Le Bombardement de la Cathédrale de Reims
Rapport officiel


    Bordeaux, 8 octobre.
    A la première nouvelle du bombardement  de la cathédrale de Reims, le Ministre de l'Instruction Publique a fait constituer une commission chargée de préciser l'étendue des ravages commis. Cette commission, présidée par M. Dalimier, Sous-Secrétaire d'État des Beaux-Arts, et composée de MM. Paul Léon, chef de la  division des services d'architecture au Sous-Secrétariat des Beaux-Arts; Girault inspecteur des bâtiments civils, membre de l'Institut ; Boeswillwald et Genuys, inspecteurs généraux des Monuments Historiques, et Puthomme, contrôleur général des travaux d'architecture, s'est rendue à Reims pour constater officiellement l'état de la cathédrale.
     Voici, pour compléter les renseignements succincts donnés après les premières constatations, les extraits -inédits- les plus frappants du rapport de la commission
     ..... Toutes les habitations aux alentours immédiats sont éventrées et incendiées, et au milieu de ces ruines, la cathédrale a été frappée d'une trentaine de projectiles qui, par leur choc et leur explosion, ont broyé la pierre, brisé les vitraux et mis le feu à tout ce qui pouvait brûler.
     Les projectiles, dont les éclats ont atteint tout l'ensemble du monument, ont frappé principalement la partie supérieure de la tour nord, écrasant l'angle d'une tourelle, traversant la paroi de la tour, en exerçant une poussée sur les assises voisines au point de les déplacer; l'un d'eux a enlevé la branche supérieure d'une volée d'arc-boutant, un autre a broyé la pierre d'un glacis des baies de la tour, un autre a éventré une cage d'escalier dont les marches ont été coupées, un autre encore a renversé une partie de balustrade de la façade principale sous la rose, etc., etc.
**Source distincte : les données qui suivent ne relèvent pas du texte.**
//! Fixed-size windows over a paginated sample stream
//!
//! Pages arrive with arbitrary lengths. Samples accumulate until a chunk
//! target is reached (or the data ends), then the leftover from the previous
//! flush and the new samples are cut into full windows. Whatever is short of
//! a window is carried to the next flush, so no sample is lost or repeated at
//! a page boundary.

use log::debug;

use crate::config::PipelineConfig;
use crate::types::{Sample, Window};

#[derive(Clone, Copy, Debug, PartialEq, Eq)]
pub enum StreamState {
    Accumulating,
    Flushing,
    Done,
}

/// Windows cut by one `push`, possibly none.
#[derive(Clone, Debug, Default)]
pub struct Flush {
    pub windows: Vec<Window>,
    pub progress: f64,
}

#[derive(Clone, Debug, Default)]
pub struct Finish {
    pub windows: Vec<Window>,
    /// Trailing samples short of one window, dropped
    pub discarded: usize,
}

#[derive(Debug)]
pub struct WindowStream {
    window_size: usize,
    chunk_target: usize,
    leftover: Vec<Sample>,
    pending: Vec<Sample>,
    next_index: u64,
    folded: usize,
    progress: f64,
    state: StreamState,
}

impl WindowStream {
    pub fn new(window_size: usize, chunk_target: usize) -> Self {
        let window_size = window_size.max(1);
        Self {
            window_size,
            chunk_target: chunk_target.max(window_size),
            leftover: Vec::with_capacity(window_size),
            pending: Vec::new(),
            next_index: 0,
            folded: 0,
            progress: 0.0,
            state: StreamState::Accumulating,
        }
    }

    pub fn from_config(config: &PipelineConfig) -> Self {
        Self::new(config.window_size, config.chunk_target())
    }

    pub fn state(&self) -> StreamState {
        self.state
    }

    /// Samples waiting for the next flush, leftover included.
    pub fn buffered(&self) -> usize {
        self.leftover.len() + self.pending.len()
    }

    /// Samples already handed out in windows.
    pub fn folded(&self) -> usize {
        self.folded
    }

    pub fn progress(&self) -> f64 {
        self.progress
    }

    /// Add one page; flushes once the chunk target is reached or the data ends.
    pub fn push(&mut self, samples: Vec<Sample>, end_of_data: bool) -> Flush {
        if self.state == StreamState::Done {
            debug!("Ignoring {} samples pushed after finish", samples.len());
            return Flush {
                windows: Vec::new(),
                progress: self.progress,
            };
        }

        self.pending.extend(samples);
        let windows = if end_of_data || self.pending.len() >= self.chunk_target {
            self.flush()
        } else {
            Vec::new()
        };
        Flush {
            windows,
            progress: self.progress,
        }
    }

    /// Flush what is pending, drop the sub-window remainder and stop.
    pub fn finish(&mut self) -> Finish {
        if self.state == StreamState::Done {
            return Finish::default();
        }
        let windows = self.flush();
        let discarded = self.leftover.len();
        self.leftover.clear();
        self.state = StreamState::Done;
        self.progress = 1.0;
        if discarded > 0 {
            debug!("Discarded {} trailing samples short of a window", discarded);
        }
        Finish { windows, discarded }
    }

    fn flush(&mut self) -> Vec<Window> {
        self.state = StreamState::Flushing;

        let mut buffer = std::mem::take(&mut self.leftover);
        buffer.append(&mut self.pending);
        let full = buffer.len() / self.window_size * self.window_size;
        self.leftover = buffer.split_off(full);

        let windows: Vec<Window> = buffer
            .chunks_exact(self.window_size)
            .map(|chunk| {
                let window = Window {
                    index: self.next_index,
                    samples: chunk.to_vec(),
                };
                self.next_index += 1;
                window
            })
            .collect();

        self.folded += full;
        let seen = self.folded + self.leftover.len();
        if seen > 0 {
            self.progress = self.progress.max(self.folded as f64 / seen as f64);
        }
        self.state = StreamState::Accumulating;
        windows
    }
}

#[cfg(test)]
mod tests {
    use super::*;

    fn samples(n: usize) -> Vec<Sample> {
        (0..n)
            .map(|i| Sample::new(i as f64, [0.0; 3], [0.0, 9.81, 0.0]))
            .collect()
    }

    #[test]
    fn test_partition_for_every_page_size() {
        let input = samples(1050);
        let window_size = 100;
        for page_size in 1..=input.len() {
            let mut stream = WindowStream::new(window_size, 2 * window_size);
            let mut windows = Vec::new();
            let mut last_progress = 0.0;

            let pages: Vec<&[Sample]> = input.chunks(page_size).collect();
            for (i, page) in pages.iter().enumerate() {
                let flush = stream.push(page.to_vec(), i + 1 == pages.len());
                assert!(flush.progress >= last_progress);
                last_progress = flush.progress;
                windows.extend(flush.windows);
            }
            let finish = stream.finish();
            windows.extend(finish.windows);

            assert_eq!(finish.discarded, 50, "page size {}", page_size);
            assert_eq!(windows.len(), 10);
            for (i, w) in windows.iter().enumerate() {
                assert_eq!(w.index, i as u64);
                assert_eq!(w.len(), window_size);
            }
            let joined: Vec<Sample> = windows.into_iter().flat_map(|w| w.samples).collect();
            assert_eq!(joined[..], input[..1000], "page size {}", page_size);
            assert_eq!(stream.progress(), 1.0);
            assert_eq!(stream.state(), StreamState::Done);
        }
    }

    #[test]
    fn test_accumulates_until_chunk_target() {
        let mut stream = WindowStream::new(100, 300);
        let flush = stream.push(samples(250), false);
        assert!(flush.windows.is_empty());
        assert_eq!(stream.buffered(), 250);

        let flush = stream.push(samples(80), false);
        assert_eq!(flush.windows.len(), 3);
        assert_eq!(stream.buffered(), 30);
        assert_eq!(stream.folded(), 300);
        assert!((flush.progress - 300.0 / 330.0).abs() < 1e-12);
    }

    #[test]
    fn test_end_of_data_flushes_early() {
        let mut stream = WindowStream::new(100, 1000);
        let flush = stream.push(samples(230), true);
        assert_eq!(flush.windows.len(), 2);
        assert_eq!(stream.finish().discarded, 30);
    }

    #[test]
    fn test_finish_flushes_pending_without_end_marker() {
        let mut stream = WindowStream::new(100, 1000);
        stream.push(samples(120), false);
        let finish = stream.finish();
        assert_eq!(finish.windows.len(), 1);
        assert_eq!(finish.discarded, 20);
    }

    #[test]
    fn test_pushes_after_finish_are_ignored() {
        let mut stream = WindowStream::new(100, 100);
        stream.finish();
        let flush = stream.push(samples(500), true);
        assert!(flush.windows.is_empty());
        assert_eq!(flush.progress, 1.0);
        assert_eq!(stream.finish().discarded, 0);
    }
}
     C'est l'incendie allumé par les obus qui a causé les plus graves dégâts : il ne reste pas apparence de toiture sur la nef, les transepts, le chœur, l'abside, les bas-côtés; seules, quelques chapelles ont conservé leur couverture; tout le reste a été réduit en cendres ; charpentes, ardoises, partout les plombs sont fondus, les fers tordus.
     Tout cela s'est effondré sous les voûtes qui ont évidemment souffert du contact du feu, mais n'ont pas été rompues.
     Par contre, les pierres avoisinantes de la grande galerie qui couronne les murs, des galeries de circulation au bas des grandes verrières, sont éclatées et calcinées.
     Le beffroi a été la proie des flammes; les cloches, tombées sur la voûte inférieure sans l'écraser, sont en partie fondues ; les abat-sons sont restés intacts.
     Les flammes produites par l'incendie, poussées sur les parois par le vent, ont complètement corrodé la pierre, faisant tomber une partie des statues qui décoraient le portail ouvert sous cette tour, ainsi que les voussures des arcs qui se développent au-dessus de la porte et que couronne un gâble dans lequel est représentée la Crucifixion. Ces dégâts s'étendent aux pinacles qui surmontent les contreforts et jusqu'à la galerie des Rois.
     Le côté droit de ce portail a été moins atteint; les autres portails n'ont été que peu touchés par les éclats d'obus.
     Dans l'intérieur de l'édifice on avait déposé des blessés allemands sur des couches de paille. Les obus ont mis le feue à cette paille, faisant éclater la mouluration des bases des piliers de la nef, embrasant les tambours des portes et les portes elles-mêmes. Cet incendie a détruit les statues placées dans les niches de la face intérieure de l'église, à droite et à gauche de la porte du portail sud. Enfin les verrières ont toutes eu à souffrir de l'explosion des projectiles, des éclats qui les ont traversées; la moitié de la rosace supérieure a été vidée de ses vitraux; les parties ajourées au-dessus des portails nord et sud ont été vidées ; la rosace au-dessus du portail central n'a été que criblée.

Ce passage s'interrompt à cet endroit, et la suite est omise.